* Exercise instructions
Reproduce the records below exactly as they appear.
━━━━━━━━
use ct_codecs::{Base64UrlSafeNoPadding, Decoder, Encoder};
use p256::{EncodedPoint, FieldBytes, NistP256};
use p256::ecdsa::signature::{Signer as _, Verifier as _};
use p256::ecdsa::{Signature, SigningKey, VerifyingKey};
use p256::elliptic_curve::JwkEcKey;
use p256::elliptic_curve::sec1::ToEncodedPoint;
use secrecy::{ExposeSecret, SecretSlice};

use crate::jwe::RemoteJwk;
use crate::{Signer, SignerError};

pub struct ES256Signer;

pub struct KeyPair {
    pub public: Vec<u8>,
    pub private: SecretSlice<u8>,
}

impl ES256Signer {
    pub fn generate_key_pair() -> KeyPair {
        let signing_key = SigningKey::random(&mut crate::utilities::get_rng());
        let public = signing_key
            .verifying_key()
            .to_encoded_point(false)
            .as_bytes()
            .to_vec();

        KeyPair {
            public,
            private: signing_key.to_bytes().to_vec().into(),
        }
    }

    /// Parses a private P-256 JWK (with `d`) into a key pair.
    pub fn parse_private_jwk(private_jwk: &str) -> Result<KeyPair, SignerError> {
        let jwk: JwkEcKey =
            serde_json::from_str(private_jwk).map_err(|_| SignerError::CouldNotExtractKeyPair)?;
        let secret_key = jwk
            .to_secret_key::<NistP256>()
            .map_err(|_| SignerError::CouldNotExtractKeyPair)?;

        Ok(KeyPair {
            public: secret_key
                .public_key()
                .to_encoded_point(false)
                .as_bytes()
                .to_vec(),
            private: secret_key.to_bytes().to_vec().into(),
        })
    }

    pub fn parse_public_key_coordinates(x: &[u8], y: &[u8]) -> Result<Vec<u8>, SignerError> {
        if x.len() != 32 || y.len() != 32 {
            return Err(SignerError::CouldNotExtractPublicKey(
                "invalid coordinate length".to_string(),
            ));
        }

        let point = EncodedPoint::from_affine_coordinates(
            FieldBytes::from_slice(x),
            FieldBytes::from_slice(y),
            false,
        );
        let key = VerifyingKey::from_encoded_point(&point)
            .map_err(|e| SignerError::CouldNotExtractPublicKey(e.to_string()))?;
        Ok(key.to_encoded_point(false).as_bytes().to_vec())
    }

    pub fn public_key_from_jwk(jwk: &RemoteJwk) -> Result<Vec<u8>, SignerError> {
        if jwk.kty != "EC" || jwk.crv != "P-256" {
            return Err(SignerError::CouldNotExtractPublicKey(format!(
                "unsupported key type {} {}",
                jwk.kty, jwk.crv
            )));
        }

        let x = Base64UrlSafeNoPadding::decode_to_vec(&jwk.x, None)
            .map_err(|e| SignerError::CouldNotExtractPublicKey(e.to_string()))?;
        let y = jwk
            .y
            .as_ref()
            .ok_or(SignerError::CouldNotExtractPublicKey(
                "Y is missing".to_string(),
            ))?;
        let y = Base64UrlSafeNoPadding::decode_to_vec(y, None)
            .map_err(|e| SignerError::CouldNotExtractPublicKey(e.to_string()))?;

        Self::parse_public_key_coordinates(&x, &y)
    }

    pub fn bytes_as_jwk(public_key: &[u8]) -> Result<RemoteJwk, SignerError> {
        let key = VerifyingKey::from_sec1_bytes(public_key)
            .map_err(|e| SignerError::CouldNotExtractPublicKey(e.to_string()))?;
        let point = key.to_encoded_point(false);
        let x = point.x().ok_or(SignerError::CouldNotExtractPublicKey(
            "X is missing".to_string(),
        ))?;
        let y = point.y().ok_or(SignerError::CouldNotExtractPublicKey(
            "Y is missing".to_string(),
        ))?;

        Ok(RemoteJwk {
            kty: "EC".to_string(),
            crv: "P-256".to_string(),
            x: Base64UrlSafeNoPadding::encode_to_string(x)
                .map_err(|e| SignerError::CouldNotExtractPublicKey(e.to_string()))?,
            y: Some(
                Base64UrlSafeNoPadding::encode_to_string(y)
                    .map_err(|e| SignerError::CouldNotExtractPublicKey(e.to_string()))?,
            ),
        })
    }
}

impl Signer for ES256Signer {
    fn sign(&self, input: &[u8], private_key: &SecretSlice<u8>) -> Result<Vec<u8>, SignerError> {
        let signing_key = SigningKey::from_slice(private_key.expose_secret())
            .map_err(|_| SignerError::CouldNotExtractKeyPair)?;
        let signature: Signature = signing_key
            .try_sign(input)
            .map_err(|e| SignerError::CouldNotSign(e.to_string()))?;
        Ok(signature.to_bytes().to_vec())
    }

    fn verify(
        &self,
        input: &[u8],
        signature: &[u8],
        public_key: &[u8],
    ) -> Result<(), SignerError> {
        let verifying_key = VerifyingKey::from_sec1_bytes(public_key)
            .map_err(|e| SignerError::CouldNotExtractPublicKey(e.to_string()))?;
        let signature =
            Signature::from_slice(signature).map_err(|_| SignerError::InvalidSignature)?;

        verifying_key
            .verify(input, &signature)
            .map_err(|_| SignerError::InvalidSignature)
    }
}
━━━━━━━━
* Exercise solution
use ct_codecs::{Base64UrlSafeNoPadding, Decoder, Encoder};
use p256::{EncodedPoint, FieldBytes, NistP256};
use p256::ecdsa::signature::{Signer as _, Verifier as _};
use p256::ecdsa::{Signature, SigningKey, VerifyingKey};
use p256::elliptic_curve::JwkEcKey;
use p256::elliptic_curve::sec1::ToEncodedPoint;
use secrecy::{ExposeSecret, SecretSlice};

use crate::jwe::RemoteJwk;
use crate::{Signer, SignerError};

pub struct ES256Signer;

pub struct KeyPair {
    pub public: Vec<u8>,
    pub private: SecretSlice<u8>,
}

impl ES256Signer {
    pub fn generate_key_pair() -> KeyPair {
        let signing_key = SigningKey::random(&mut crate::utilities::get_rng());
        let public = signing_key
            .verifying_key()
            .to_encoded_point(false)
            .as_bytes()
            .to_vec();

        KeyPair {
            public,
            private: signing_key.to_bytes().to_vec().into(),
        }
    }

    /// Parses a private P-256 JWK (with `d`) into a key pair.
    pub fn parse_private_jwk(private_jwk: &str) -> Result<KeyPair, SignerError> {
        let jwk: JwkEcKey =
            serde_json::from_str(private_jwk).map_err(|_| SignerError::CouldNotExtractKeyPair)?;
        let secret_key = jwk
            .to_secret_key::<NistP256>()
            .map_err(|_| SignerError::CouldNotExtractKeyPair)?;

        Ok(KeyPair {
            public: secret_key
                .public_key()
                .to_encoded_point(false)
                .as_bytes()
                .to_vec(),
            private: secret_key.to_bytes().to_vec().into(),
        })
    }

    pub fn parse_public_key_coordinates(x: &[u8], y: &[u8]) -> Result<Vec<u8>, SignerError> {
        if x.len() != 32 || y.len() != 32 {
            return Err(SignerError::CouldNotExtractPublicKey(
                "invalid coordinate length".to_string(),
            ));
        }

        let point = EncodedPoint::from_affine_coordinates(
            FieldBytes::from_slice(x),
            FieldBytes::from_slice(y),
            false,
        );
        let key = VerifyingKey::from_encoded_point(&point)
            .map_err(|e| SignerError::CouldNotExtractPublicKey(e.to_string()))?;
        Ok(key.to_encoded_point(false).as_bytes().to_vec())
    }

    pub fn public_key_from_jwk(jwk: &RemoteJwk) -> Result<Vec<u8>, SignerError> {
        if jwk.kty != "EC" || jwk.crv != "P-256" {
            return Err(SignerError::CouldNotExtractPublicKey(format!(
                "unsupported key type {} {}",
                jwk.kty, jwk.crv
            )));
        }

        let x = Base64UrlSafeNoPadding::decode_to_vec(&jwk.x, None)
            .map_err(|e| SignerError::CouldNotExtractPublicKey(e.to_string()))?;
        let y = jwk
            .y
            .as_ref()
            .ok_or(SignerError::CouldNotExtractPublicKey(
                "Y is missing".to_string(),
            ))?;
        let y = Base64UrlSafeNoPadding::decode_to_vec(y, None)
            .map_err(|e| SignerError::CouldNotExtractPublicKey(e.to_string()))?;

        Self::parse_public_key_coordinates(&x, &y)
    }

    pub fn bytes_as_jwk(public_key: &[u8]) -> Result<RemoteJwk, SignerError> {
        let key = VerifyingKey::from_sec1_bytes(public_key)
            .map_err(|e| SignerError::CouldNotExtractPublicKey(e.to_string()))?;
        let point = key.to_encoded_point(false);
        let x = point.x().ok_or(SignerError::CouldNotExtractPublicKey(
            "X is missing".to_string(),
        ))?;
        let y = point.y().ok_or(SignerError::CouldNotExtractPublicKey(
            "Y is missing".to_string(),
        ))?;

        Ok(RemoteJwk {
            kty: "EC".to_string(),
            crv: "P-256".to_string(),
            x: Base64UrlSafeNoPadding::encode_to_string(x)
                .map_err(|e| SignerError::CouldNotExtractPublicKey(e.to_string()))?,
            y: Some(
                Base64UrlSafeNoPadding::encode_to_string(y)
                    .map_err(|e| SignerError::CouldNotExtractPublicKey(e.to_string()))?,
            ),
        })
    }
}

impl Signer for ES256Signer {
    fn sign(&self, input: &[u8], private_key: &SecretSlice<u8>) -> Result<Vec<u8>, SignerError> {
        let signing_key = SigningKey::from_slice(private_key.expose_secret())
            .map_err(|_| SignerError::CouldNotExtractKeyPair)?;
        let signature: Signature = signing_key
            .try_sign(input)
            .map_err(|e| SignerError::CouldNotSign(e.to_string()))?;
        Ok(signature.to_bytes().to_vec())
    }

    fn verify(
        &self,
        input: &[u8],
        signature: &[u8],
        public_key: &[u8],
    ) -> Result<(), SignerError> {
        let verifying_key = VerifyingKey::from_sec1_bytes(public_key)
            .map_err(|e| SignerError::CouldNotExtractPublicKey(e.to_string()))?;
        let signature =
            Signature::from_slice(signature).map_err(|_| SignerError::InvalidSignature)?;

        verifying_key
            .verify(input, &signature)
            .map_err(|_| SignerError::InvalidSignature)
    }
}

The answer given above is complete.